First of all, clear and concise wording already exists for the crime of sexual assault; it began with the redefinition of the crime back in 1983. The use of the word “rape” was removed because it only involved one kind of sexual assault. It did not include instances of same-sex sexual assault, sexual assault within a marriage, and sexual assault with objects. The definition before 1983 was not clear and concise as the criteria for sexual assault was limited and only applied to certain rare cases. The redefinition outlined and recognized many more instances of what is considered to be sexual assault. Secondly, I am unsure as to how rape hides behind the facade of sexual assault. Rape is sexual assault and is included in the legal definition of “sexual assault” along with other instances of sexual assault.
The article continues along:
“There are many kinds of sex assaults and not all of them equate to the most heinous.”
There are many kinds of sexual assault and they are clearly defined, as I said. But what is being suggested by the author here is that some instances of sexual assault are not so bad when compared to the “more heinous.”
Then to top off the idiocy, we are left with:
“The rapist belongs in the registry, the teen who gropes a girl on a dare or the aforementioned intoxicated partygoer does not.”

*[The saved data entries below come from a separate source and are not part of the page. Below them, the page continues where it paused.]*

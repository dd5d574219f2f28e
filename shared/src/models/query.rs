//! Report query models

use chrono::NaiveDate;
use serde::{Deserialize, Serialize};
use thiserror::Error;

use crate::types::DateRange;
use crate::validation::{normalize_identifier, validate_company, validate_date_order};

/// Filters of the Item Weight Measure form as the user edits them
#[derive(Debug, Clone, Default, Serialize, Deserialize, PartialEq, Eq)]
pub struct ReportQuery {
    pub company: Option<String>,
    pub warehouse: Option<String>,
    pub from_date: Option<NaiveDate>,
    pub to_date: Option<NaiveDate>,
}

/// A query that is ready to be sent to `generate_item_best_month`
#[derive(Debug, Clone, Serialize, Deserialize, PartialEq, Eq)]
pub struct ResolvedQuery {
    pub company: String,
    pub warehouse: Option<String>,
    pub from_date: NaiveDate,
    pub to_date: NaiveDate,
}

/// Reasons a query cannot be sent
#[derive(Debug, Clone, PartialEq, Eq, Error)]
pub enum QueryError {
    #[error("Please select a Company first")]
    MissingCompany,

    #[error("{field} is required")]
    MissingDate { field: &'static str },

    #[error("From Date {from} is after To Date {to}")]
    InvertedRange { from: NaiveDate, to: NaiveDate },
}

impl QueryError {
    /// Form field the error refers to
    pub fn field(&self) -> &'static str {
        match self {
            QueryError::MissingCompany => "company",
            QueryError::MissingDate { field } => field,
            QueryError::InvertedRange { .. } => "from_date",
        }
    }
}

impl ReportQuery {
    pub fn new(company: impl Into<String>) -> Self {
        Self {
            company: Some(company.into()),
            ..Self::default()
        }
    }

    pub fn with_warehouse(mut self, warehouse: impl Into<String>) -> Self {
        self.warehouse = Some(warehouse.into());
        self
    }

    pub fn with_range(mut self, from_date: NaiveDate, to_date: NaiveDate) -> Self {
        self.from_date = Some(from_date);
        self.to_date = Some(to_date);
        self
    }

    /// Fill unset dates with the trailing 12-month window ending `today`.
    ///
    /// Dates the user already picked are left alone. Returns `true` when at
    /// least one field was filled.
    pub fn apply_default_range(&mut self, today: NaiveDate) -> bool {
        let window = DateRange::default_window(today);
        let mut changed = false;
        if self.from_date.is_none() {
            self.from_date = Some(window.start);
            changed = true;
        }
        if self.to_date.is_none() {
            self.to_date = Some(window.end);
            changed = true;
        }
        changed
    }

    /// Validate the filters and produce the wire query
    pub fn resolve(&self) -> Result<ResolvedQuery, QueryError> {
        let company = self.company.as_deref().unwrap_or_default();
        validate_company(company).map_err(|_| QueryError::MissingCompany)?;

        let from_date = self
            .from_date
            .ok_or(QueryError::MissingDate { field: "from_date" })?;
        let to_date = self
            .to_date
            .ok_or(QueryError::MissingDate { field: "to_date" })?;
        validate_date_order(from_date, to_date).map_err(|_| QueryError::InvertedRange {
            from: from_date,
            to: to_date,
        })?;

        Ok(ResolvedQuery {
            company: company.trim().to_string(),
            warehouse: normalize_identifier(self.warehouse.clone()),
            from_date,
            to_date,
        })
    }
}

impl ResolvedQuery {
    pub fn range(&self) -> DateRange {
        DateRange::new(self.from_date, self.to_date)
    }
}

Essentially the author implies that groping girls is no biggie if it’s on a dare (and one wonders if that’s supposed to be because boys are uncontrollable hormone bombs), and that sexual assault facilitated by drugs is not sexual assault. To sum up, we’ll break the author’s statements into some nice logical premises:
1) Clear and concise wording needed
2) “Sexual Assault” too broad, many kinds, some worse than others
3) “Rape” is a more appropriate term
4) “Rape” does not happen at parties when there are intoxicated “participants”
5) “Rape” only happens to women (re: “the creep who…”)
One final thought: It is easy to understand that a person who does not know the definition of “sexual assault” or the definition of “rape” would be confused and call for clear and concise wording. However, a little research would provide the author with a few of the sought after answers, which would likely lead to a more professional and intelligent article. But who wants that…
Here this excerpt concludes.